Last, PiC is reminding me to keep searching in specific areas where the schools are better. Which is sensible, this may be where we stay for a really long time. It needs to be a pretty safe neighborhood with some staying power. Which also means we probably should look at more than 2 bedrooms if we’re going to have any spawn. I grew up in a small 2 bedroom apartment but as an adult, I don’t really want to do that again, albeit from the other side, if I don’t have to. It might be character building but I’ll find another way to impart that.

Search results: moderately horrifying

We’re finding one and two bedroom, one bathroom, one car garage single family homes in moderately close/decent neighborhoods are starting at A. Million. Dollars. Seriously.

This shouldn’t be any surprise when in some neighborhoods, $800k hardly gets you more than a two bedroom, x bathroom(s) condo or apartment.

And three bedroom, two bathroom with garage SFHs run more like 700K-3M.


The estimated monthly payments on those homes that are 3k-7k (in more extreme cases) are almost beside the point.  I’d only feel comfortable to committing to a new loan if we had 200K in cash with a healthy uncommitted cash flow. We do not have 200K in cash.

We could make a pretty good run at it but it’s not going to happen overnight and as much as I fantasize about taking another job, that’s not going to happen either. Freelancing, maybe. A whole other job would be crazy and crazy-making.

Making it happen

We still hold hope this can work and maybe even in the next year or so. Not that I expect the market to get much friendlier over the next year, but we have steps to take to increase our buying power, and reduce our stress.

1. Reduce our current fixed expenses, including the current mortgage to make a significant dent in the down payment goal. We’re refinancing and going over all the other expenses to trim back.

2. Keep those fixed expenses low – I don’t want to commit ourselves to either too much house (payment) or too strict a budget. After nine+ years of living on a shoestring income to debt ratio, I refuse to find ourselves coming up empty on cash for the sake of a house.
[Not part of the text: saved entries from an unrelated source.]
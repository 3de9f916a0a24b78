pub mod message;
pub mod slack;

use anyhow::Result;
use async_trait::async_trait;

use crate::model::issue::{IssueFields, IssueSet, PriorityLadder};

/// Where one filter's announcements go.
#[derive(Debug, Clone)]
pub struct Destination {
    pub token: String,
    /// Channel per priority position.
    pub channels: Vec<String>,
}

#[derive(Debug, Default, Clone, Copy, PartialEq, Eq)]
pub struct DispatchReport {
    pub sent: usize,
    pub failed: usize,
}

#[async_trait]
pub trait Notifier: Send + Sync {
    fn name(&self) -> &str;

    /// Announce every new issue. Per-message failures are counted in the
    /// report; an error means nothing could be sent at all.
    async fn notify(
        &self,
        destination: &Destination,
        new_issues: &IssueSet,
        ladder: &PriorityLadder,
    ) -> Result<DispatchReport>;
}

/// New issues grouped by bucket, in ladder order. Within a bucket the
/// issues keep their fetch order.
pub fn group_by_priority<'a>(
    new_issues: &'a IssueSet,
    ladder: &PriorityLadder,
) -> Vec<Vec<(&'a str, &'a IssueFields)>> {
    let mut groups = vec![Vec::new(); ladder.len()];
    for (id, fields) in new_issues {
        groups[ladder.bucket_for(id, fields)].push((id.as_str(), fields));
    }
    groups
}
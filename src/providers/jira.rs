use anyhow::{Context, Result};
use async_trait::async_trait;
use base64::Engine;
use std::time::Duration;

use super::extract::extract_records;
use super::IssueSource;
use crate::config::{JiraConfig, NetworkConfig};
use crate::error::TrackerError;
use crate::model::issue::IssueSet;

/// HTTP settings for tracker calls, passed explicitly to each client.
#[derive(Debug, Clone, Default)]
pub struct ConnectionOptions {
    pub proxy: Option<String>,
    pub timeout: Option<Duration>,
}

impl From<&NetworkConfig> for ConnectionOptions {
    fn from(cfg: &NetworkConfig) -> Self {
        Self {
            proxy: cfg.proxy.clone().filter(|p| !p.trim().is_empty()),
            timeout: Some(Duration::from_secs(cfg.timeout_secs)),
        }
    }
}

impl ConnectionOptions {
    pub fn build_client(&self) -> Result<reqwest::Client> {
        let mut builder = reqwest::Client::builder();
        if let Some(proxy) = &self.proxy {
            builder = builder.proxy(
                reqwest::Proxy::all(proxy).with_context(|| format!("Invalid proxy URL {proxy}"))?,
            );
        }
        if let Some(timeout) = self.timeout {
            builder = builder.timeout(timeout);
        }
        builder.build().context("Failed to build HTTP client")
    }
}

pub struct JiraClient {
    base_url: String,
    auth_header: String,
    issue_tag: String,
    key_tag: String,
    max_results: u32,
    client: reqwest::Client,
}

impl JiraClient {
    pub fn new(config: &JiraConfig, options: &ConnectionOptions) -> Result<Self> {
        let creds = format!("{}:{}", config.username, config.password);
        let encoded = base64::engine::general_purpose::STANDARD.encode(creds);
        Ok(Self {
            base_url: config.url.trim_end_matches('/').to_string(),
            auth_header: format!("Basic {encoded}"),
            issue_tag: config.issue_tag.clone(),
            key_tag: config.key_tag.clone(),
            max_results: config.max_results,
            client: options.build_client()?,
        })
    }

    fn export_url(&self, filter_id: &str) -> String {
        let id = urlencoding::encode(filter_id);
        format!(
            "{}/sr/jira.issueviews:searchrequest-xml/{id}/SearchRequest-{id}.xml?tempMax={}",
            self.base_url, self.max_results
        )
    }

    /// Raw XML export of a saved filter.
    pub async fn fetch_export(&self, filter_id: &str) -> Result<String, TrackerError> {
        let url = self.export_url(filter_id);
        tracing::debug!(filter_id, url = url.as_str(), "Fetching filter export");

        let resp = self
            .client
            .get(&url)
            .header("Authorization", &self.auth_header)
            .header("Accept", "application/xml")
            .send()
            .await?;

        let status = resp.status();
        if status == reqwest::StatusCode::UNAUTHORIZED {
            return Err(TrackerError::Unauthorized);
        }
        if !status.is_success() {
            let body = resp.text().await.unwrap_or_default();
            return Err(TrackerError::Status {
                status: status.as_u16(),
                body: body.chars().take(200).collect(),
            });
        }
        Ok(resp.text().await?)
    }
}

#[async_trait]
impl IssueSource for JiraClient {
    fn name(&self) -> &str {
        "Jira"
    }

    async fn fetch_issues(&self, filter_id: &str) -> Result<IssueSet, TrackerError> {
        let xml = self.fetch_export(filter_id).await?;
        let issues = extract_records(&xml, &self.issue_tag, &self.key_tag)?;
        tracing::info!(filter_id, issues = issues.len(), "Filter export parsed");
        Ok(issues)
    }
}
3. When we get a decent cash cushion in place, I’ll focus on foreclosures to see if we can’t stretch our buying power.

4. Hope hope hope that mortgage rates aren’t abominable twelve to twenty four months from now.

It’s time to dig deep and turn on the saving engines again. It’s not worth cutting off our allowances, I don’t think, since it’s not much per month anyway, but I’d love to pull back a little bit everywhere.

::What else should we be doing? 

December 5, 2011

Married Life: Mortgage Prepayment for Refinancing

With just about all savings interest rates in the tank, PiC and I have agreed that without waiting for me to further flesh out our annual budget for 2012, his next expired CD will go into a large prepayment toward the mortgage.

It isn’t the amount we need to get us at the right loan to value ratio for a refinance but it will be a substantial step in the right direction, and there’s no reason not to start this process. This is our primary residence, and the interest rate is nearly 5% while savings rates are barely hovering around 1%.

Even if we wanted to move out and turn this place into a rental, the current total mortgage and HOA costs are too high in comparison to market rental rates for the same sort of housing for us to break even in this economic environment. Between bringing down the total loan cost a significant amount and locking in a much lower interest rate, I think we could ultimately save approximately 40% of the current mortgage.  That’s no small beans in cash flow and would make it easier for us to take any kind of rental situation risk.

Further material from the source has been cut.